A search for 'visitation rights in Japan' turned this up:
"In Japan, Possession Equals Custody
It is common knowledge among family lawyers in Japan, that if a husband and wife are undergoing marital strife (since
joint custody is illegal outside of marriage), one parent may suddenly grab the children from the family home, run and hide."
https://www.crnjapan.net/The_Japan_Chil ... lcome.html
I don't know if this is accurate - I don't represent that web site's opinion as my own, or as valid - but it's a starting point if you want to research the matter further as an author (it does, however, align with anecdotal accounts I've seen in forums such as Reddit - YMMV. )
In terms of support, he ends up working in a konbini - a convenience store - although he moves back in with his parents, he doesn't have much money.

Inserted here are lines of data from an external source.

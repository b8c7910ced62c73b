//! Wall-clock rendering of message timestamps.
//!
//! The chat list and the thread both show `hh:mm AM/PM` in the observer's
//! local zone. The same instant therefore renders differently on machines in
//! different zones; tests pin a [`FixedOffset`](chrono::FixedOffset) instead.

use std::fmt::Display;

use chrono::{DateTime, Local, TimeZone};

use crate::constants::{CLOCK_FORMAT, PLACEHOLDER_TIME};

/// Render epoch milliseconds in the local time zone.
pub fn format_clock(epoch_millis: i64) -> String {
    format_clock_in(epoch_millis, &Local)
}

/// Render epoch milliseconds in an explicit time zone.
///
/// Timestamps outside chrono's representable range render as `--:--`.
pub fn format_clock_in<Tz>(epoch_millis: i64, tz: &Tz) -> String
where
    Tz: TimeZone,
    Tz::Offset: Display,
{
    match DateTime::from_timestamp_millis(epoch_millis) {
        Some(utc) => utc.with_timezone(tz).format(CLOCK_FORMAT).to_string(),
        None => PLACEHOLDER_TIME.to_string(),
    }
}
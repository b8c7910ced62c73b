use serde::{Deserialize, Serialize};
use serde_json::{Map, Value};

use crate::constants::{
    FIELD_CHAT_ID, FIELD_IS_CURRENT_USER, FIELD_MESSAGE, FIELD_NAME, FIELD_TIME,
};
use crate::error::DraftError;

/// Contents of the compose box before it is sent.
#[derive(Debug, Clone, Default, Serialize, Deserialize, PartialEq, Eq)]
#[serde(rename_all = "camelCase", default)]
pub struct MessageDraft {
    pub conversation_id: Option<String>,
    pub sender_name: String,
    pub body: String,
}

impl MessageDraft {
    pub fn new(
        conversation_id: Option<String>,
        sender_name: impl Into<String>,
        body: impl Into<String>,
    ) -> Self {
        Self {
            conversation_id,
            sender_name: sender_name.into(),
            body: body.into(),
        }
    }

    /// A draft whose body is empty or only whitespace is never sent.
    pub fn validate(&self) -> Result<(), DraftError> {
        if self.body.trim().is_empty() {
            return Err(DraftError::EmptyBody);
        }
        Ok(())
    }

    /// Build the store document for this draft, stamped at `sent_at_epoch_millis`.
    ///
    /// The writer is always the current user. Fields the draft leaves empty are
    /// omitted so readers fall back to their placeholders.
    pub fn into_document(self, sent_at_epoch_millis: i64) -> Result<Value, DraftError> {
        self.validate()?;

        let mut doc = Map::new();
        if let Some(id) = self.conversation_id {
            doc.insert(FIELD_CHAT_ID.into(), Value::String(id));
        }
        if !self.sender_name.is_empty() {
            doc.insert(FIELD_NAME.into(), Value::String(self.sender_name));
        }
        doc.insert(FIELD_MESSAGE.into(), Value::String(self.body));
        doc.insert(FIELD_TIME.into(), Value::from(sent_at_epoch_millis));
        doc.insert(FIELD_IS_CURRENT_USER.into(), Value::Bool(true));

        Ok(Value::Object(doc))
    }
}

#[cfg(test)]
mod tests {
    use super::*;
    use crate::record::MessageRecord;

    #[test]
    fn blank_body_is_rejected() {
        let draft = MessageDraft::new(Some("c1".into()), "Alice", "  \n\t");
        assert_eq!(draft.validate(), Err(DraftError::EmptyBody));
        assert_eq!(draft.into_document(1), Err(DraftError::EmptyBody));
    }

    #[test]
    fn document_reads_back_as_current_user_message() {
        let draft = MessageDraft::new(Some("c1".into()), "Alice", "hello");
        let doc = draft.into_document(1234).unwrap();

        let record = MessageRecord::from_document(&doc);
        assert_eq!(record.conversation_id.as_deref(), Some("c1"));
        assert_eq!(record.sender_name, "Alice");
        assert_eq!(record.body, "hello");
        assert_eq!(record.sent_at_epoch_millis, 1234);
        assert!(record.is_from_current_user);
    }

    #[test]
    fn empty_optional_fields_are_omitted() {
        let doc = MessageDraft::new(None, "", "hey").into_document(0).unwrap();
        let fields = doc.as_object().unwrap();

        assert!(!fields.contains_key(FIELD_CHAT_ID));
        assert!(!fields.contains_key(FIELD_NAME));
        assert_eq!(fields[FIELD_MESSAGE], "hey");
    }
}
//! # parley-client
//!
//! Presentation state for the Parley screens: sign-in and sign-up, the chat
//! list, and the message thread. Rendering lives elsewhere; this crate turns
//! store snapshots into the values a screen draws and turns user input into
//! store writes.

pub mod chat_list;
pub mod error;
pub mod session;
pub mod state;
pub mod thread;
pub mod watcher;

pub use chat_list::{load_chat_list, ChatListState};
pub use error::{AuthError, ClientError};
pub use session::{AuthProvider, Landing, LoginForm, SessionFlow, SignupForm, User};
pub use state::AppState;
pub use thread::{send_message, ThreadBubble, ThreadView};
pub use watcher::{watch_chat_list, ChatListUpdate};
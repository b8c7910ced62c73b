//! # parley-shared
//!
//! Domain types shared by every Parley crate: the message records read from
//! the hosted `chats` collection, the conversation aggregator that turns a
//! snapshot of records into chat-list rows, and the compose-box draft.

pub mod aggregate;
pub mod clock;
pub mod constants;
pub mod draft;
pub mod error;
pub mod record;
pub mod types;

pub use aggregate::{aggregate, ConversationAggregator, ConversationSummary};
pub use draft::MessageDraft;
pub use error::DraftError;
pub use record::MessageRecord;
pub use types::ConversationId;
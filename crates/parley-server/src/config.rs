//! Server configuration loaded from environment variables.
//!
//! All settings have sensible defaults so the server can start with zero
//! configuration for local development.

use std::net::SocketAddr;

use chrono::FixedOffset;

/// Largest accepted offset from UTC, in minutes.
const MAX_OFFSET_MINUTES: i32 = 18 * 60;

/// Server configuration.
#[derive(Debug, Clone)]
pub struct ServerConfig {
    /// Socket address for the HTTP API.
    /// Env: `HTTP_ADDR`
    /// Default: `0.0.0.0:8080`
    pub http_addr: SocketAddr,

    /// Human-readable name for this instance.
    /// Env: `INSTANCE_NAME`
    /// Default: `"Parley"`
    pub instance_name: String,

    /// Maximum request body size in bytes.
    /// Env: `MAX_BODY_BYTES`
    /// Default: 1 MiB
    pub max_body_bytes: usize,

    /// Zone used to render times when a request does not name one, as
    /// minutes east of UTC.
    /// Env: `TZ_OFFSET_MINUTES`
    /// Default: unset, so each request renders in the host's local zone as
    /// of that request.
    pub tz_offset_minutes: Option<i32>,

    /// Fill the in-memory store with a few sample conversations on start.
    /// Env: `SEED_DEMO` (true/false)
    /// Default: `false`
    pub seed_demo: bool,
}

impl Default for ServerConfig {
    fn default() -> Self {
        Self {
            http_addr: ([0, 0, 0, 0], 8080).into(),
            instance_name: "Parley".to_string(),
            max_body_bytes: 1024 * 1024,
            tz_offset_minutes: None,
            seed_demo: false,
        }
    }
}

impl ServerConfig {
    /// Load configuration from environment variables, falling back to defaults.
    pub fn from_env() -> Self {
        let mut config = Self::default();

        if let Ok(addr) = std::env::var("HTTP_ADDR") {
            if let Ok(parsed) = addr.parse::<SocketAddr>() {
                config.http_addr = parsed;
            } else {
                tracing::warn!(value = %addr, "Invalid HTTP_ADDR, using default");
            }
        }

        if let Ok(name) = std::env::var("INSTANCE_NAME") {
            config.instance_name = name;
        }

        if let Ok(val) = std::env::var("MAX_BODY_BYTES") {
            match val.parse::<usize>() {
                Ok(n) if n > 0 => config.max_body_bytes = n,
                _ => tracing::warn!(value = %val, "Invalid MAX_BODY_BYTES, using default"),
            }
        }

        if let Ok(val) = std::env::var("TZ_OFFSET_MINUTES") {
            match val.trim().parse::<i32>() {
                Ok(minutes) if offset_from_minutes(minutes).is_some() => {
                    config.tz_offset_minutes = Some(minutes);
                }
                _ => tracing::warn!(value = %val, "Invalid TZ_OFFSET_MINUTES, using local zone"),
            }
        }

        if let Ok(val) = std::env::var("SEED_DEMO") {
            config.seed_demo = val == "true" || val == "1";
        }

        // RUST_LOG is handled directly by tracing-subscriber's EnvFilter,
        // so we do not store it here.

        config
    }

    /// The configured rendering zone; `None` means the host's local zone.
    pub fn timezone(&self) -> Option<FixedOffset> {
        self.tz_offset_minutes.and_then(offset_from_minutes)
    }
}

/// A UTC offset of `minutes` east, if within +/- 18 hours.
pub fn offset_from_minutes(minutes: i32) -> Option<FixedOffset> {
    if !(-MAX_OFFSET_MINUTES..=MAX_OFFSET_MINUTES).contains(&minutes) {
        return None;
    }
    FixedOffset::east_opt(minutes * 60)
}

"Also, it's clear that Rin never really stopped caring about hisao from various bits of the story. She would have done something to contact him." You have my point, I think — she would have if she could have, but she could see no way to do so and it pushes her to madness. Even without that, postpartum depression can drive people to suicide - it's dreadful. She does miss him terribly, but she has no money of her own and no way to find him - she doesn't know his parent's address any more than he knows hers. In 2007/2008 the options to search for people online were vastly less than they are now - her parents, living in rural Japan, may not even have had Internet access - she's trapped and turns inwards in an attempt to escape an intolerable pain.
" .. there are far too many easy ways for hisao or Rin to pull themselves out of this slump before either of them get to that point and not enough in the story to suggest that either of them put any effort into doing so."
You're astute in realizing what's going on here - the story
is unfortunate, but I personally don't think it would have been easy to pull themselves out of their depression — that's why I wrote it; I see their future post 'good' ending as an unavoidable tragedy, especially since her parents seem wholly opposed to professional therapy for Rin (a deplorable, albeit all too common, position even in 2023.)
I'm not saying you're saying this, but it's a common misconception that people just need to give themselves a shake to get out from underneath depression. Add to that a fatalistic mind-set and circumstances that seem to dissuade them at every turn from ever finding each other ever again .. it's not wholly unbelievable; at least I've read less plausible fan fiction plots.
All I can offer you is an opportunity to take the deficiencies in this story as grist to write your own post-good ending story on Rin's path (this story, for example, was the inspiration for
Two Body Problem )
I'll cheer you on if you do.
--
Re: The Years That the Locusts Have Eaten (completed)
Posted: Thu Apr 06, 2023 3:08 pm
by Silentfrost
Appreciate your response. I wrote that message while half asleep very late last night, and now I've had more time to think about it, I think a better way to convey what I'm saying, is that the story would have greatly benefitted from a few additional chapters which detail Hisao/rins desperate attempts to reach each other.
The way I interpreted rins good ending in the vn is that both were in a rather weird headspace, but they were finally coming out of it, together, hence rins final quote in the vn about everything being ok.
Their separation happens a few months after this, and logically, you'd expect them both to be in slightly better headspaces by that time, and if anything, be desperately codependent on each other.
For this story to work, as I've said, they both completely give up.
If you want to convey that, I think more needs to be put into the story to show how they either sink into depression before becoming separated (hence why neither really put up a fight), or the story needs to show their desperate attempts to overcome their separation and show the heartbreaking process of them giving up.